The funds will help the center and its director, Debbie Busch, continue to meet the needs of the families, she said. The center has programs that are tailored to families, including those for children, teens and adults. Busch also said that the center hopes to provide a child mentorship program in the future, which would pair community members with Gold Star children.
HUGSS provides families with a sense of community, no matter what, Busch said. The Fort Hood community has been stretched to the limit, she went on to say, and the surrounding communities have stepped in to help.
Aside from the Dallas Foundation grant, McLane Advanced Technologies, a Temple technology company, donated $2,500 to the center on Wednesday. A grant writer from the company also has been working with the center to apply for grants.
The company also presented the center with an art project titled "Freedom is Not Free." The framed poster was designed by an employee and Belton resident, Rex Murrah, and was completed during the annual Association of the United States Army meeting in October 2007 in Washington, D.C., according to information from the company.

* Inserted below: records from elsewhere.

pub fn encode_message(message: &SnmpMessage) -> Vec<u8> {
    let mut varbind_list = Vec::new();
    for (oid, value) in &message.varbinds {
        let mut varbind = Vec::new();
        push_tlv(&mut varbind, TAG_OID, &oid_content(oid));
        value_tlv(&mut varbind, value);
        push_tlv(&mut varbind_list, TAG_SEQUENCE, &varbind);
    }

    let mut pdu = Vec::new();
    push_tlv(&mut pdu, TAG_INTEGER, &integer_content(message.request_id));
    push_tlv(&mut pdu, TAG_INTEGER, &integer_content(message.error_status));
    push_tlv(&mut pdu, TAG_INTEGER, &integer_content(message.error_index));
    push_tlv(&mut pdu, TAG_SEQUENCE, &varbind_list);

    let mut body = Vec::new();
    push_tlv(&mut body, TAG_INTEGER, &integer_content(SNMP_V2C));
    push_tlv(&mut body, TAG_OCTET_STRING, message.community.as_bytes());
    push_tlv(&mut body, message.pdu_type, &pdu);

    let mut datagram = Vec::new();
    push_tlv(&mut datagram, TAG_SEQUENCE, &body);
    datagram
}

// ---- BER decoding ----

struct Reader<'a> {
    data: &'a [u8],
    pos: usize,
}

impl<'a> Reader<'a> {
    fn new(data: &'a [u8]) -> Reader<'a> {
        Reader { data, pos: 0 }
    }

    fn is_empty(&self) -> bool {
        self.pos >= self.data.len()
    }

    fn byte(&mut self) -> Result<u8, CodecError> {
        let b = *self.data.get(self.pos).ok_or(CodecError::Truncated)?;
        self.pos += 1;
        Ok(b)
    }

    fn take(&mut self, n: usize) -> Result<&'a [u8], CodecError> {
        let end = self.pos.checked_add(n).ok_or(CodecError::BadLength)?;
        let slice = self.data.get(self.pos..end).ok_or(CodecError::Truncated)?;
        self.pos = end;
        Ok(slice)
    }

    fn length(&mut self) -> Result<usize, CodecError> {
        let first = self.byte()?;
        if first & 0x80 == 0 {
            return Ok(first as usize);
        }
        let n = (first & 0x7F) as usize;
        if n == 0 || n > 4 {
            return Err(CodecError::BadLength);
        }
        let mut len = 0usize;
        for _ in 0..n {
            len = len << 8 | self.byte()? as usize;
        }
        Ok(len)
    }

    fn tlv(&mut self) -> Result<(u8, &'a [u8]), CodecError> {
        let tag = self.byte()?;
        let len = self.length()?;
        Ok((tag, self.take(len)?))
    }

    fn expect(&mut self, wanted: u8) -> Result<&'a [u8], CodecError> {
        let (tag, content) = self.tlv()?;
        if tag != wanted {
            return Err(CodecError::UnexpectedTag { wanted, got: tag });
        }
        Ok(content)
    }
}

Conference attendees were invited to color in sections of the poster and sign their names to show their support for Gold Star families, according to information from the company.

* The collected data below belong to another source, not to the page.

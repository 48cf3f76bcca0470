//! Per-protocol registries translating stable tag ids into protocol-native
//! locators, with conflict-free automatic allocation.

pub mod classify;
pub mod iec104;
pub mod modbus;
pub mod opcua;
pub mod snmp;

use indexmap::IndexMap;
use parking_lot::Mutex;

use crate::error::MappingError;
use crate::store::TagId;

pub use iec104::Iec104Mapping;
pub use modbus::ModbusMapping;
pub use opcua::OpcUaMapping;
pub use snmp::SnmpMapping;

/// Access granted to external clients for a mapped tag.
#[derive(Debug, Clone, Copy, PartialEq, Eq)]
pub enum Access {
    Read,
    ReadWrite,
}

/// Locator placement strategy for bulk auto-generation.
#[derive(Debug, Clone, Copy, PartialEq, Eq)]
pub enum PaddingStrategy {
    /// Group tags into protocol-specific sub-ranges by their native type.
    DataType,
    /// Pack contiguously from the requested start locator.
    Sequential,
}

/// Attribute sets stored in a [`MappingTable`]. `conflicts_with` defines the
/// protocol's locator uniqueness rule; `locator_label` is only used in error
/// messages.
pub trait ProtocolAttrs {
    const PROTOCOL: &'static str;

    fn conflicts_with(&self, other: &Self) -> bool;
    fn locator_label(&self) -> String;
}

/// One registry entry: the tag's key plus the protocol attribute set.
#[derive(Debug, Clone)]
pub struct Mapping<A> {
    pub key: String,
    pub attrs: A,
}

/// Mutex-guarded id → mapping registry. Insertion order is preserved so the
/// publish loops iterate deterministically.
pub struct MappingTable<A> {
    entries: Mutex<IndexMap<TagId, Mapping<A>>>,
}

impl<A> Default for MappingTable<A> {
    fn default() -> Self {
        MappingTable {
            entries: Mutex::new(IndexMap::new()),
        }
    }
}

impl<A: ProtocolAttrs + Clone> MappingTable<A> {
    pub fn new() -> Self {
        Self::default()
    }

    /// Insert or replace the mapping for `id`. Fails if the locator collides
    /// with a mapping belonging to a different id; re-setting the same id may
    /// move its own locator (that is an explicit relocation, not a silent
    /// one).
    pub fn set(&self, id: TagId, key: &str, attrs: A) -> Result<(), MappingError> {
        let mut entries = self.entries.lock();
        for (other_id, other) in entries.iter() {
            if *other_id != id && attrs.conflicts_with(&other.attrs) {
                return Err(MappingError::LocatorConflict {
                    protocol: A::PROTOCOL,
                    locator: attrs.locator_label(),
                    existing: other.key.clone(),
                });
            }
        }
        entries.insert(
            id,
            Mapping {
                key: key.to_string(),
                attrs,
            },
        );
        Ok(())
    }

    pub fn get(&self, id: &TagId) -> Option<Mapping<A>> {
        self.entries.lock().get(id).cloned()
    }

    /// Removing a mapping never touches the underlying tag.
    pub fn remove(&self, id: &TagId) -> Option<Mapping<A>> {
        self.entries.lock().shift_remove(id)
    }

    /// Defensive copy of the whole registry, safe to iterate outside the lock.
    pub fn all(&self) -> IndexMap<TagId, Mapping<A>> {
        self.entries.lock().clone()
    }

    pub fn find_by_key(&self, key: &str) -> Option<(TagId, Mapping<A>)> {
        self.entries
            .lock()
            .iter()
            .find(|(_, mapping)| mapping.key == key)
            .map(|(id, mapping)| (id.clone(), mapping.clone()))
    }

    pub fn len(&self) -> usize {
        self.entries.lock().len()
    }

    pub fn is_empty(&self) -> bool {
        self.entries.lock().is_empty()
    }
}

/// Outcome of one id in a bulk auto-generation run.
#[derive(Debug, Clone)]
pub struct BulkEntry {
    pub id: TagId,
    pub key: Option<String>,
    pub locator: Option<u32>,
    pub error: Option<String>,
}

impl BulkEntry {
    pub fn ok(&self) -> bool {
        self.error.is_none()
    }
}

/// Summary of a bulk auto-generation run, including the locator range the
/// run consumed.
#[derive(Debug, Clone, Default)]
pub struct BulkReport {
    pub entries: Vec<BulkEntry>,
    pub first_locator: Option<u32>,
    pub last_locator: Option<u32>,
}

impl BulkReport {
    pub fn mapped(&self) -> usize {
        self.entries.iter().filter(|e| e.ok()).count()
    }

    pub fn failed(&self) -> usize {
        self.entries.len() - self.mapped()
    }

    pub(crate) fn push_ok(&mut self, id: TagId, key: &str, locator: u32) {
        self.first_locator = Some(self.first_locator.unwrap_or(locator).min(locator));
        self.last_locator = Some(self.last_locator.unwrap_or(locator).max(locator));
        self.entries.push(BulkEntry {
            id,
            key: Some(key.to_string()),
            locator: Some(locator),
            error: None,
        });
    }

    pub(crate) fn push_err(&mut self, id: TagId, key: Option<&str>, error: String) {
        self.entries.push(BulkEntry {
            id,
            key: key.map(str::to_string),
            locator: None,
            error: Some(error),
        });
    }
}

But Wednesday wasn't just about accepting donations. The center unveiled a series of public service announcements made with Waco's KWTX, Channel 10 in an effort to bring awareness to the center. Two of the 30-second advertisements feature Ursula Pirtle and her daughter, Katie, a Gold Star family; Pirtle is also vice president of the center's board of directors. Pirtle's husband, Spc. James H. Pirtle, was killed Oct. 3, 2003, while serving with the 4th Infantry Division's 2nd Battalion, 8th Infantry Regiment, in Iraq. He was 27 years old.

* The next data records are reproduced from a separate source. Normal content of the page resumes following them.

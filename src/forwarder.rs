//! MQTT snapshot forwarder.
//!
//! A sampler puts one JSON snapshot of the whole store per interval into a
//! bounded queue; a publisher drains the queue to the broker. When the
//! broker is away the queue absorbs snapshots and drops the oldest, so the
//! most recent data always survives a reconnect.

use std::sync::atomic::{AtomicBool, Ordering};
use std::sync::Arc;
use std::thread;
use std::time::Duration;

use crossbeam_channel::{bounded, Receiver, Sender, TrySendError};
use rumqttc::{Client, MqttOptions, QoS};

use crate::servers::wait_with_stop;
use crate::store::DataStore;

#[derive(Debug, Clone)]
pub struct MqttProps {
    pub host: String,
    pub port: u16,
    pub client_id: String,
    pub username: Option<String>,
    pub password: Option<String>,
    pub topic_prefix: String,
    pub qos: u8,
    pub retain: bool,
    pub publish_interval: Duration,
    pub max_queue: usize,
}

impl Default for MqttProps {
    fn default() -> MqttProps {
        MqttProps {
            host: "localhost".to_string(),
            port: 1883,
            client_id: "dataservice-gateway".to_string(),
            username: None,
            password: None,
            topic_prefix: "dataservice".to_string(),
            qos: 1,
            retain: false,
            publish_interval: Duration::from_secs(1),
            max_queue: 1000,
        }
    }
}

fn qos_level(qos: u8) -> QoS {
    match qos {
        0 => QoS::AtMostOnce,
        2 => QoS::ExactlyOnce,
        _ => QoS::AtLeastOnce,
    }
}

/// Push into the bounded queue, evicting the oldest frame when full.
fn enqueue_drop_oldest(
    sender: &Sender<(String, String)>,
    receiver: &Receiver<(String, String)>,
    frame: (String, String),
) {
    let mut frame = frame;
    loop {
        match sender.try_send(frame) {
            Ok(()) => return,
            Err(TrySendError::Full(rejected)) => {
                let _ = receiver.try_recv();
                frame = rejected;
            }
            Err(TrySendError::Disconnected(_)) => return,
        }
    }
}

/// Forwarder entry point; runs until the stop flag is raised.
pub fn run(store: Arc<DataStore>, props: MqttProps, stop: Arc<AtomicBool>) {
    let (sender, receiver) = bounded::<(String, String)>(props.max_queue.max(1));

    let mut options = MqttOptions::new(props.client_id.clone(), props.host.clone(), props.port);
    options.set_keep_alive(Duration::from_secs(30));
    if let (Some(username), Some(password)) = (&props.username, &props.password) {
        options.set_credentials(username.clone(), password.clone());
    }
    let (client, mut connection) = Client::new(options, 16);

    // The connection iterator drives reconnects; it runs on its own thread
    // and stops once the client disconnects below.
    let event_stop = stop.clone();
    let event_thread = thread::Builder::new()
        .name("mqtt-events".to_string())
        .spawn(move || {
            for event in connection.iter() {
                if event_stop.load(Ordering::SeqCst) {
                    break;
                }
                if let Err(e) = event {
                    log::debug!("mqtt connection error: {e:?}");
                    thread::sleep(Duration::from_secs(2));
                }
            }
        });
    let event_thread = match event_thread {
        Ok(handle) => handle,
        Err(e) => {
            log::error!("mqtt: could not spawn event thread: {e}");
            return;
        }
    };

    let publisher = {
        let sender = sender.clone();
        let receiver = receiver.clone();
        let client = client.clone();
        let stop = stop.clone();
        let qos = qos_level(props.qos);
        let retain = props.retain;
        thread::Builder::new()
            .name("mqtt-publisher".to_string())
            .spawn(move || {
                while !stop.load(Ordering::SeqCst) {
                    let (topic, payload) =
                        match receiver.recv_timeout(Duration::from_millis(500)) {
                            Ok(frame) => frame,
                            Err(_) => continue,
                        };
                    if let Err(e) = client.publish(topic.clone(), qos, retain, payload.clone()) {
                        log::debug!("mqtt publish failed, requeueing: {e:?}");
                        enqueue_drop_oldest(&sender, &receiver, (topic, payload));
                        thread::sleep(Duration::from_secs(1));
                    }
                }
            })
    };
    let publisher = match publisher {
        Ok(handle) => handle,
        Err(e) => {
            log::error!("mqtt: could not spawn publisher: {e}");
            return;
        }
    };

    log::info!(
        "MQTT forwarder publishing to {}:{} under '{}/snapshot'",
        props.host,
        props.port,
        props.topic_prefix
    );

    let topic = format!("{}/snapshot", props.topic_prefix);
    loop {
        let snapshot = store.snapshot();
        let payload: serde_json::Map<String, serde_json::Value> = snapshot
            .iter()
            .map(|(key, value)| (key.clone(), value.to_json()))
            .collect();
        match serde_json::to_string(&payload) {
            Ok(payload) => {
                enqueue_drop_oldest(&sender, &receiver, (topic.clone(), payload))
            }
            Err(e) => log::warn!("mqtt: could not serialize snapshot: {e}"),
        }

        if wait_with_stop(&stop, props.publish_interval) {
            break;
        }
    }

    let _ = client.disconnect();
    let _ = publisher.join();
    let _ = event_thread.join();
    log::info!("MQTT forwarder stopped");
}

#[cfg(test)]
mod tests {
    use super::*;

    #[test]
    fn queue_drops_oldest_when_full() {
        let (sender, receiver) = bounded::<(String, String)>(2);
        for i in 0..5 {
            enqueue_drop_oldest(
                &sender,
                &receiver,
                ("t".to_string(), format!("payload-{i}")),
            );
        }
        let first = receiver.try_recv().unwrap();
        let second = receiver.try_recv().unwrap();
        assert_eq!(first.1, "payload-3");
        assert_eq!(second.1, "payload-4");
        assert!(receiver.try_recv().is_err());
    }

    #[test]
    fn qos_levels_map_onto_rumqttc() {
        assert_eq!(qos_level(0), QoS::AtMostOnce);
        assert_eq!(qos_level(1), QoS::AtLeastOnce);
        assert_eq!(qos_level(2), QoS::ExactlyOnce);
        assert_eq!(qos_level(9), QoS::AtLeastOnce);
    }
}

The announcements encourage viewers to visit the HUGSS Web site at www.goldstarfamilysupport.org. They are set to air on CBS affiliates around the country and will start airing today, Busch said.
The center's awareness campaign also got a boost from country singer and 2005 Nashville Star runner-up, Jason Meadows, and his song "18 Video Tapes."
Meadows performs the song at his shows and gets a response every time from family members who say the song relates to the story of a soldier killed in action and the children left behind, according to information on Meadows' Web site, http://jasonmeadows.musiccitynetworks.com.
"It gave us an idea," he said in a news release on his Web site. "We wanted to find a way for '18 Video Tapes' to help these families, so we put together this video and hopefully, it will move people enough to take action. This video isn't about me or my song. It's about helping people who have a loved one who made the ultimate sacrifice – their life."
It was a way for people to support the troops by helping their families, he said.
"Take a look and send the link to everyone you can. The more that people know about HUGSS, the more good we can do."
Country Music Television has added the video to its programming and the video was nominated for the channel's "Best Tearjerker Video of the Year." The winner is picked by viewers, who can vote at the channel's Web site at www.cmt.com.
If the video wins, it will be shown during the Country Music Television Awards in April.
Getting information about HUGSS to a nationally televised audience would spread awareness, said Debbie Nicolette-Clark, the center's public relations and development director and co-founder.
"It'll really choke you up," Meadows said of the video. "There's no acting in this video, man. These are real people and this is reality."
He was right. After the video was shown during the Wednesday ceremony, sniffles could be heard throughout the room. The video can be found at Meadows' Web site and a link on the center's Web site.
People want to help soldiers and their families, Busch said; many just don't know how and helping to bring awareness to HUGSS is a way to reach out.
Besides leading support groups, the center and organization provide extended care for families that go beyond that of Army care teams and casualty assistance officers; act as the family's voice and liaison between them and their soldiers' units; communication for special memorials and events; and trains family readiness groups, care teams and casualty assistance officers, according to information from the Web site.
The center was established at Fort Hood, and installations across the United States have looked to Central Texas for guidance in creating their own centers, Busch said.